2014-01-13 96 views
1

我有如下表:蜂巢collect_set崩溃查询

hive> describe tv_counter_stats; 
OK 
day  string 
event string 
query_id  string 
userid string 
headers  string 

而且我想执行以下查询:

hive -e 'SELECT 
    day, 
    event, 
    query_id, 
    COUNT(1) AS count, 
    COLLECT_SET(userid) 
FROM 
    tv_counter_stats 
GROUP BY 
    day, 
    event, 
    query_id;' > counter_stats_data.csv 

然而,查询失败。但以下查询工作正常:

hive -e 'SELECT 
    day, 
    event, 
    query_id, 
    COUNT(1) AS count 
FROM 
    tv_counter_stats 
GROUP BY 
    day, 
    event, 
    query_id;' > counter_stats_data.csv 

其中我删除collect_set命令。所以我的问题:有没有人知道为什么collect_set可能在这种情况下失败?

UPDATE:错误消息说:

Diagnostic Messages for this Task: 

FAILED: Execution Error, return code 2 from org.apache.hadoop.hive.ql.exec.MapRedTask 
MapReduce Jobs Launched: 
Job 0: Map: 3 Reduce: 1 Cumulative CPU: 10.49 sec HDFS Read: 109136387 HDFS Write: 0 FAIL 
Total MapReduce CPU Time Spent: 10 seconds 490 msec 

java.lang.Throwable: Child Error 
    at org.apache.hadoop.mapred.TaskRunner.run(TaskRunner.java:250) 
Caused by: java.io.IOException: Task process exit with nonzero status of 1. 
    at org.apache.hadoop.mapred.TaskRunner.run(TaskRunner.java:237) 

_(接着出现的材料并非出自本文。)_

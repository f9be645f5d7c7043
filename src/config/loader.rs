// src/config/loader.rs

use std::fs;
use std::path::{Path, PathBuf};

use anyhow::{Context, Result};

use crate::config::model::ConfigFile;
use crate::config::validate::validate_config;

/// Load a configuration file from a given path and return the raw `ConfigFile`.
///
/// This only performs TOML deserialization; it does **not** perform semantic
/// validation (branch distinctness, output-dir shape, etc.). Use
/// [`load_and_validate`] for that.
pub fn load_from_path(path: impl AsRef<Path>) -> Result<ConfigFile> {
    let path = path.as_ref();
    let contents = fs::read_to_string(path)
        .with_context(|| format!("reading config file at {:?}", path))?;

    let config: ConfigFile = toml::from_str(&contents)
        .with_context(|| format!("parsing TOML config from {:?}", path))?;

    Ok(config)
}

/// Load a configuration file from path and run basic validation.
///
/// This is the recommended entry point for the rest of the application:
///
/// - Reads TOML.
/// - Applies defaults (handled by `serde` + `Default` impls).
/// - Checks branch names, the output directory shape, the schedule
///   interval and the overlap behaviour string.
pub fn load_and_validate(path: impl AsRef<Path>) -> Result<ConfigFile> {
    let config = load_from_path(&path)?;
    validate_config(&config)?;
    Ok(config)
}

/// Helper to resolve a default config path.
pub fn default_config_path() -> PathBuf {
    PathBuf::from("Nowpub.toml")
}
// src/errors.rs

//! Crate-wide error taxonomy for a fetch-and-publish run.
//!
//! Every variant is fatal to the run that produced it; nothing is retried
//! within a run. Recovery is the next scheduled trigger. An identical
//! snapshot (empty staged diff) is deliberately *not* represented here —
//! that case is a successful no-op outcome, not an error.

use thiserror::Error;

#[derive(Error, Debug)]
pub enum RunError {
    /// Environment setup failed: missing credential variable, or the
    /// prepare command exited non-zero. The fetch program is never started.
    #[error("environment setup failed: {0}")]
    Setup(String),

    /// The fetch program signalled failure via its exit code.
    #[error("fetch program exited with code {code}")]
    Fetch { code: i32 },

    /// The fetch program exited successfully but wrote nothing under the
    /// configured output directory.
    #[error("fetch program produced no output directory at {path}")]
    NoSnapshot { path: String },

    /// A git subcommand failed for a reason outside the merge/push
    /// categories below.
    #[error("git {op} failed: {detail}")]
    Git { op: String, detail: String },

    /// Merging mainline into the data branch conflicted. The merge is
    /// aborted before this is returned; no partial merge state survives.
    #[error("merging '{mainline}' into '{data_branch}' failed: {detail}")]
    Merge {
        mainline: String,
        data_branch: String,
        detail: String,
    },

    /// The remote rejected the push (e.g. non-fast-forward).
    #[error("push to '{remote}/{branch}' rejected: {detail}")]
    Push {
        remote: String,
        branch: String,
        detail: String,
    },

    #[error("IO error: {0}")]
    Io(#[from] std::io::Error),

    #[error(transparent)]
    Other(#[from] anyhow::Error),
}

pub use anyhow::Error;
pub type Result<T> = std::result::Result<T, RunError>;
// src/engine/runtime.rs

use anyhow::{anyhow, Result};
use tokio::sync::mpsc;
use tracing::{debug, info, warn};

use crate::engine::backend::JobBackend;
use crate::engine::overlap::PendingRun;

/// Why a run was triggered.
#[derive(Debug, Clone, Copy, PartialEq, Eq)]
pub enum RunReason {
    /// The configured interval elapsed.
    Timer,
    /// Explicit one-shot invocation (`--once`).
    Manual,
}

/// How a run ended, as seen by the runtime.
#[derive(Debug, Clone, PartialEq, Eq)]
pub enum JobOutcome {
    Published { commit: String },
    NoChanges,
    Failed { error: String },
}

/// Events sent into the runtime from the ticker, the job backend, or
/// external signals.
///
/// - the ticker and `--once` wiring send `RunTriggered`
/// - the backend sends `RunCompleted`
/// - Ctrl-C handling sends `ShutdownRequested`
#[derive(Debug, Clone)]
pub enum RuntimeEvent {
    RunTriggered { reason: RunReason },
    RunCompleted { outcome: JobOutcome },
    ShutdownRequested,
}

/// Options that influence how the runtime behaves.
#[derive(Debug, Clone, Default)]
pub struct RuntimeOptions {
    /// If true, exit as soon as no run is in flight and nothing is pending.
    /// In scheduled mode this should be `false`.
    pub exit_when_idle: bool,
}

/// The orchestration runtime.
///
/// Responsibilities:
/// - Consume `RuntimeEvent`s from the ticker / backend / signal handler.
/// - Enforce "at most one run in flight", applying the overlap behaviour
///   to mid-run triggers.
/// - Keep the daemon alive across failed runs: recurrence is the retry.
pub struct Runtime<B: JobBackend> {
    backend: B,
    pending: PendingRun,
    options: RuntimeOptions,
    events_rx: mpsc::Receiver<RuntimeEvent>,

    run_in_flight: bool,
    last_failure: Option<String>,
}

impl<B: JobBackend> Runtime<B> {
    pub fn new(
        backend: B,
        pending: PendingRun,
        options: RuntimeOptions,
        events_rx: mpsc::Receiver<RuntimeEvent>,
    ) -> Self {
        Self {
            backend,
            pending,
            options,
            events_rx,
            run_in_flight: false,
            last_failure: None,
        }
    }

    /// Main event loop.
    ///
    /// In `exit_when_idle` mode the returned result reflects the last run:
    /// a failed one-shot run is a failed process.
    pub async fn run(mut self) -> Result<()> {
        info!("nowpub runtime started");

        while let Some(event) = self.events_rx.recv().await {
            debug!(?event, "runtime received event");

            let keep_running = match event {
                RuntimeEvent::RunTriggered { reason } => self.handle_trigger(reason).await?,
                RuntimeEvent::RunCompleted { outcome } => {
                    self.handle_completion(outcome).await?
                }
                RuntimeEvent::ShutdownRequested => {
                    info!("shutdown requested, stopping runtime");
                    false
                }
            };

            if !keep_running {
                break;
            }
        }

        info!("nowpub runtime exiting");

        if self.options.exit_when_idle {
            if let Some(error) = self.last_failure {
                return Err(anyhow!(error));
            }
        }
        Ok(())
    }

    async fn handle_trigger(&mut self, reason: RunReason) -> Result<bool> {
        if self.run_in_flight {
            self.pending.record_trigger(reason);
            return Ok(true);
        }
        self.start_run(reason).await?;
        Ok(true)
    }

    async fn handle_completion(&mut self, outcome: JobOutcome) -> Result<bool> {
        self.run_in_flight = false;

        match &outcome {
            JobOutcome::Published { commit } => {
                info!(%commit, "run published a new snapshot commit");
                self.last_failure = None;
            }
            JobOutcome::NoChanges => {
                info!("run completed with no data changes");
                self.last_failure = None;
            }
            JobOutcome::Failed { error } => {
                warn!(%error, "run failed; next trigger is the retry");
                self.last_failure = Some(error.clone());
            }
        }

        if let Some(reason) = self.pending.take() {
            self.start_run(reason).await?;
            return Ok(true);
        }

        if self.options.exit_when_idle {
            info!("runtime idle and exit_when_idle=true, stopping");
            return Ok(false);
        }

        Ok(true)
    }

    async fn start_run(&mut self, reason: RunReason) -> Result<()> {
        info!(?reason, "starting fetch-and-publish run");
        self.run_in_flight = true;
        self.backend.spawn_run(reason).await
    }
}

Error: GC overhead limit exceeded 
java.lang.Throwable: Child Error 
    at org.apache.hadoop.mapred.TaskRunner.run(TaskRunner.java:250) 
Caused by: java.io.IOException: Task process exit with nonzero status of 1. 
    at org.apache.hadoop.mapred.TaskRunner.run(TaskRunner.java:237) 

Error: GC overhead limit exceeded 

更新2: 我改变了查询,使得它现在这个样子:

hive -e ' 
SET mapred.child.java.opts="-server -Xmx1g -XX:+UseConcMarkSweepGC"; 
SELECT 
    day, 
    event, 
    query_id, 
    COUNT(1) AS count, 
    COLLECT_SET(userid) 
FROM 
    tv_counter_stats 
GROUP BY 
    day, 
    event, 
    query_id;' > counter_stats_data.csv 

然而,然后我得到以下错误:

Diagnostic Messages for this Task: 
java.lang.Throwable: Child Error 
     at org.apache.hadoop.mapred.TaskRunner.run(TaskRunner.java:250) 
Caused by: java.io.IOException: Task process exit with nonzero status of 1. 
     at org.apache.hadoop.mapred.TaskRunner.run(TaskRunner.java:237) 


FAILED: Execution Error, return code 2 from org.apache.hadoop.hive.ql.exec.MapRedTask 
MapReduce Jobs Launched: 
Job 0: Map: 3 Reduce: 1 HDFS Read: 0 HDFS Write: 0 FAIL 
Total MapReduce CPU Time Spent: 0 msec 
+0

您可以添加失败消息吗? –

+0

好的,我添加了错误信息 – toom

回答

1

这可能是内存问题,因为collect_set聚合了内存中的数据。

尝试增加堆大小并启用并发GC(通过将Hadoop mapred.child.java.opts设置为例如-Xmx1g -XX:+UseConcMarkSweepGC)。

This answer有关于“GC开销限制”错误的更多信息。

+0

Thx作为答案。我更新了我的问题(更新2) – toom

1

我有同样的确切问题,并遇到这个问题,所以我想我会分享我找到的解决方案。

底层问题很可能是Hive试图在映射器端进行聚合,并且它用于管理内存中hashmaps的启发式方法被“宽而浅”的数据抛出, - 即在你的情况下,如果每天/ event/query_id组的user_id值非常少。

我找到了一个article,解释了解决这个问题的各种方法,但其中大多数只是对全面核选项的优化:完全禁用映射器端聚合。

使用set hive.map.aggr = false;应该做的伎俩。